Beth: That's so funny. I was just about to ask you, "Is it what we actually see on TV?" because, of course, that's the image that's coming up for me.

But let's go back and meet the younger you. Tell me about your childhood. Where did you grow up and tell me about your family.

Arpana: So I grew up in a small town in Northern Minnesota called Duluth, Minnesota, and I'm the youngest of three kids. My parents immigrated from India in the 1960s and my father is a physician.

Beth: Were you encouraged as a child to follow in your father's footsteps and become a doctor?

Arpana: For me, in my early childhood, most of the people that I knew, that were grownups, were all doctors and so it was what I knew. It is pretty common. You'll find a lot of people in all professions actually that follow in their parents' footsteps. And I think some of that, in my case, it's absolutely true. That's part of what I saw. I didn't feel pressure growing up to be a doctor, but I certainly saw that as my career path from a very young age.

Beth: With that in mind, is there anything about the world of medicine that you think you were hearing as a child that had you say, "Okay, I'm understanding what it means to be in this field and what I'm going to need is..."Can you think of any way that it was shaping your thinking as a child?
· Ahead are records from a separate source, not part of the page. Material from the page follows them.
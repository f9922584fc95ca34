/*!
 * Appointment Lifecycle Manager
 *
 * The central state machine: create, edit, cancel, admin reassignment,
 * and time-slot confirmation. Every mutation follows the same shape:
 *
 * 1. resolve the target practitioner (auto-assignment tie-break or an
 *    explicit choice) against prefetched schedules;
 * 2. gate patient-initiated calls through the booking policy;
 * 3. re-run the conflict check inside a transaction holding row locks on
 *    the practitioner's calendar events and the resource allocations, so
 *    two racing requests cannot double-book;
 * 4. persist, commit, then hand notification intents to the outbound
 *    worker.
 *
 * Auto-assigned appointments stay hidden from their practitioner
 * (`is_auto_assigned = true`) until the reveal boundary; when a booking
 * lands inside the boundary already, the reveal happens here right after
 * commit instead of waiting for the scheduler tick.
 */

use std::collections::HashMap;

use chrono::{Duration, NaiveDate, NaiveTime, Utc};
use sqlx::{PgPool, Postgres, Transaction};
use tracing::{info, warn};

use crate::models::appointment_type::AppointmentType;
use crate::models::settings::ClinicSettings;
use crate::models::{
    ActorKind, Appointment, AppointmentStatus, AppointmentWithEvent, Clinic,
    ConfirmTimeSlotRequest, CreateAppointmentRequest, LineUser, Patient, PractitionerChoice,
    UpdateAppointmentRequest,
};
use crate::services::availability_service::{
    conflict_blocks, lock_day_schedule, pick_auto_practitioner, resource_conflict,
    schedule_conflict, AvailabilityService, ConflictDetail, DaySchedule,
};
use crate::services::booking_policy::{self, BookingCheck};
use crate::services::message_template::TemplateValues;
use crate::services::notification_service::{
    decide_cancel, decide_create, decide_edit, decide_reveal, EditChange, NotificationIntent,
    NotificationRenderer,
};
use crate::services::outbound::OutboundSender;
use crate::utils::time::{clinic_now, format_appointment_datetime, parse_hhmm};
use crate::utils::{AppError, ConflictKind, Result};

/// Outcome of a cancel call; cancelling twice is a no-op
#[derive(Debug, Clone, Copy, PartialEq, Eq)]
pub enum CancelOutcome {
    Cancelled,
    AlreadyCancelled,
}

/// How the final practitioner was arrived at
#[derive(Debug, Clone, Copy)]
struct ResolvedPractitioner {
    user_id: i64,
    /// True when the auto-assignment tie-break produced the id
    auto_resolved: bool,
}

/// Appointment service
pub struct AppointmentService {
    pool: PgPool,
    outbound: OutboundSender,
}
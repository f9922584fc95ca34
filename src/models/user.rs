/*!
 * User & Membership Models
 *
 * Staff accounts are global; clinic membership, roles, and the
 * clinic-specific display name live on the association row. Every clinic
 * must keep at least one active admin association at all times.
 */

use chrono::{DateTime, Utc};
use serde::{Deserialize, Serialize};
use sqlx::FromRow;
use validator::Validate;

/// Clinic-scoped role carried on a user-clinic association
#[derive(Debug, Clone, Copy, PartialEq, Eq, Serialize, Deserialize)]
#[serde(rename_all = "snake_case")]
pub enum Role {
    Admin,
    Practitioner,
    ReadOnly,
}

impl Role {
    pub fn as_str(&self) -> &'static str {
        match self {
            Role::Admin => "admin",
            Role::Practitioner => "practitioner",
            Role::ReadOnly => "read_only",
        }
    }

    pub fn from_str(value: &str) -> Option<Self> {
        match value {
            "admin" => Some(Role::Admin),
            "practitioner" => Some(Role::Practitioner),
            "read_only" => Some(Role::ReadOnly),
            _ => None,
        }
    }
}

/// Staff user database row
#[derive(Debug, Clone, FromRow)]
pub struct User {
    pub id: i64,
    pub email: String,
    /// LINE user id for practitioner-facing push notifications
    pub line_user_id: Option<String>,
    pub created_at: DateTime<Utc>,
    pub updated_at: DateTime<Utc>,
}

/// User-clinic association row; roles and display name are clinic-specific
#[derive(Debug, Clone, FromRow)]
pub struct UserClinicAssociation {
    pub id: i64,
    pub user_id: i64,
    pub clinic_id: i64,
    pub roles: Vec<String>,
    pub full_name: String,
    pub is_active: bool,
    pub created_at: DateTime<Utc>,
    pub updated_at: DateTime<Utc>,
}

impl UserClinicAssociation {
    pub fn has_role(&self, role: Role) -> bool {
        self.roles.iter().any(|r| r == role.as_str())
    }
}

/// Signup token row for inviting new members
#[derive(Debug, Clone, FromRow)]
pub struct SignupToken {
    pub id: i64,
    pub clinic_id: i64,
    pub token: String,
    pub default_roles: Vec<String>,
    pub expires_at: DateTime<Utc>,
    pub created_at: DateTime<Utc>,
}

/// Member entry in the clinic member listing
#[derive(Debug, Clone, Serialize)]
pub struct MemberResponse {
    pub user_id: i64,
    pub email: String,
    pub full_name: String,
    pub roles: Vec<String>,
    pub is_active: bool,
}

/// Practitioner entry for pickers
#[derive(Debug, Clone, Serialize)]
pub struct PractitionerResponse {
    pub user_id: i64,
    pub full_name: String,
}

/// Request to invite a new team member
#[derive(Debug, Clone, Deserialize, Validate)]
pub struct MemberInviteRequest {
    /// Roles granted when the invitee signs up
    #[validate(length(min = 1, message = "至少需要一個角色"))]
    pub roles: Vec<Role>,
    /// Token validity in hours
    #[validate(range(min = 1, max = 336))]
    pub expires_in_hours: Option<i64>,
}

/// Response carrying the invite token
#[derive(Debug, Clone, Serialize)]
pub struct MemberInviteResponse {
    pub token: String,
    pub expires_at: DateTime<Utc>,
}

/// Request to replace a member's clinic roles
#[derive(Debug, Clone, Deserialize, Validate)]
pub struct UpdateMemberRolesRequest {
    #[validate(length(min = 1, message = "至少需要一個角色"))]
    pub roles: Vec<Role>,
}

#[cfg(test)]
mod tests {
    use super::*;

    #[test]
    fn test_role_round_trip() {
        for role in [Role::Admin, Role::Practitioner, Role::ReadOnly] {
            assert_eq!(Role::from_str(role.as_str()), Some(role));
        }
        assert_eq!(Role::from_str("superuser"), None);
    }

    #[test]
    fn test_association_has_role() {
        let assoc = UserClinicAssociation {
            id: 1,
            user_id: 2,
            clinic_id: 3,
            roles: vec!["admin".to_string(), "practitioner".to_string()],
            full_name: "王小明".to_string(),
            is_active: true,
            created_at: Utc::now(),
            updated_at: Utc::now(),
        };
        assert!(assoc.has_role(Role::Admin));
        assert!(assoc.has_role(Role::Practitioner));
        assert!(!assoc.has_role(Role::ReadOnly));
    }
}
Arpana: One of the things that was different for me growing up in a medical family, was I saw what the end of the path looked like. I had an opportunity to do some shadowing as a kid or people would be getting calls from the hospital and just overhearing them as I walked through a room and realizing that not much of what I heard was science. Most of what I heard and most of what folks talked about when they talked about work were people things. Maybe the experiences with their patients or the politics at work or whatever that was. But it was very people oriented.

So going into medical school and even preparing for medical school, it's really grounded in the slog and the science. And I did have that clarity of distance to be able to know what the end game was, which was – and I still believe this – that at least the type of medicine that I do is, it's a relationship profession. Absolutely.

Beth: Did you have moments when you were studying medicine that you thought, "It's science. There's a slog to it that I'm not liking," but knowing what you knew as a child helped to motivate you and pull you through it?

Arpana: That's a really nice way of putting it together. And in retrospect, yes, but in the moment, absolutely not.

I failed my first biochemistry test and I remember going to the professor. I walked into his office, I was like, "Look, I studied ethnic relations, women's studies and music. I need your help." It was really hard. It is definitely a slog, but that perspective really did help me make it through some of those different times.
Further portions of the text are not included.